Practiquemos regularmente el ejercicio de distanciarnos de lo "normal" para analizarlo. Vista de lejos, la normalidad no parecerá tal. Miremos críticamente la sociedad, así nos daremos cuenta de que nuestro mundo - tal y como lo conocemos- es un absurdo y está de cabeza... pero podemos cambiarlo.

8 may. 2011

Apuntes para la paz

Nos sumamos al sentimiento de los marchistas contra la militarización y por la paz. A ellos dedicamos esta entrega, con la finalidad de que las brigadas que broten de la movilización se apliquen un momento a debatir si es que podríamos encontrar hoy alguna vigencia en el pensamiento del jefe bolchevique, V. I. Lenin, entre julio de 1916 y febrero de 1917, es decir, durante la víspera revolucionaria:


El filisteo no comprende que "la guerra es la continuación de la política" y por eso se limita a decir que "el enemigo ataca", el "enemigo ha invadido a mi país", sin analizar por qué se hace la guerra, qué clases la hacen, qué fin político persigue. (Lenin, Sobre la caricatura del marxismo).

Para el filisteo, lo importante es dónde se encuentran las tropas, quién vence ahora. Para el marxista, lo importante es por qué se hace la guerra concreta, durante la cual pueden resultar vencedores ora unas tropas, ora otras. (Idem.).

Los marxistas, si no dejan de serlo, no pueden estar contra toda guerra (El programa militar de la revolución proletaria).

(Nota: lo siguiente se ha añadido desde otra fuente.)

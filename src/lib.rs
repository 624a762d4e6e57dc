//! Genetic programming over behavior trees encoded as flat token sequences.
//!
//! The crate searches for a behavior-tree program maximizing a task-specific
//! fitness signal obtained from an external evaluator. Its core pieces:
//!
//! - [`engines::generation::Grammar`]: the token alphabet and the validity
//!   rules turning a flat sequence into a tree, with index-based navigation
//!   and bracket repair
//! - [`engines::generation::operators`]: structure-preserving mutation and
//!   crossover with bounded retry-until-valid semantics
//! - [`engines::evaluation::FitnessCache`]: memoized fitness samples per
//!   genotype, exportable and reloadable for hotstarts
//! - [`engines::generation::EvolutionEngine`]: the generational driver with
//!   pluggable selection policies
//!
//! The task simulator is consumed through the
//! [`engines::evaluation::FitnessEvaluator`] trait and is not part of this
//! crate.

pub mod config;
pub mod data;
pub mod engines;
pub mod error;

pub use error::{BtLearnError, Result};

Las guerras son la continuación de la política
; por ello, puesto que tiene lugar la lucha por la democracia, es posible también la guerra por la democracia (Sobre la caricatura del marxismo).

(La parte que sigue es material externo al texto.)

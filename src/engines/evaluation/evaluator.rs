use std::path::Path;

use crate::engines::generation::genome::Genotype;
use crate::error::BtLearnError;

/// Outcome of a single evaluation episode.
#[derive(Debug, Clone, Copy, PartialEq)]
pub struct Evaluation {
    pub fitness: f64,
    /// Whether the individual solved the task.
    pub completed: bool,
}

/// External task evaluator.
///
/// Implementations run one episode of the task with the given genotype and
/// score it. Evaluation may be stochastic: repeated calls on the same
/// genotype are allowed to return different fitness values, which the driver
/// folds into the fitness cache as separate samples.
pub trait FitnessEvaluator {
    fn evaluate(&mut self, genotype: &Genotype) -> Result<Evaluation, BtLearnError>;

    /// Saves a graphical representation of the individual. The default does
    /// nothing; evaluators with a renderer override it.
    fn render(&self, _genotype: &Genotype, _path: &Path, _name: &str) -> Result<(), BtLearnError> {
        Ok(())
    }
}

El objetivo concreto de la "lucha revolucionaria de masas" sólo puede consistir en medidas concretas de la revolución socialista y no "el socialismo en general. ¡Y cuando se propone que se definan con precisión estas medidas concretas como han hecho los camaradas holandeses en su programa publicado en el Boletín de la Comisión Socialista Internacional, núm. 3 (Berna, 29 de febrero de 1916): cancelación de las deudas del Estado, expropiación de los bancos y de todas las grandes empresas, cuando se propone que estas medidas bien concretas sean incluidas en una resolución oficial del partido, y sean explicadas sistemáticamente en la forma más popular posible, en la propaganda diaria del partido, en reuniones políticas, en discursos parlamentarios, en mociones legislativas, se vuelve a oír la misma respuesta dilatoria o evasiva, enteramente sofisticada, de que el pueblo aún no está preparado para ello, etc., etc., etc.! (Principios básicos en el problema de la guerra).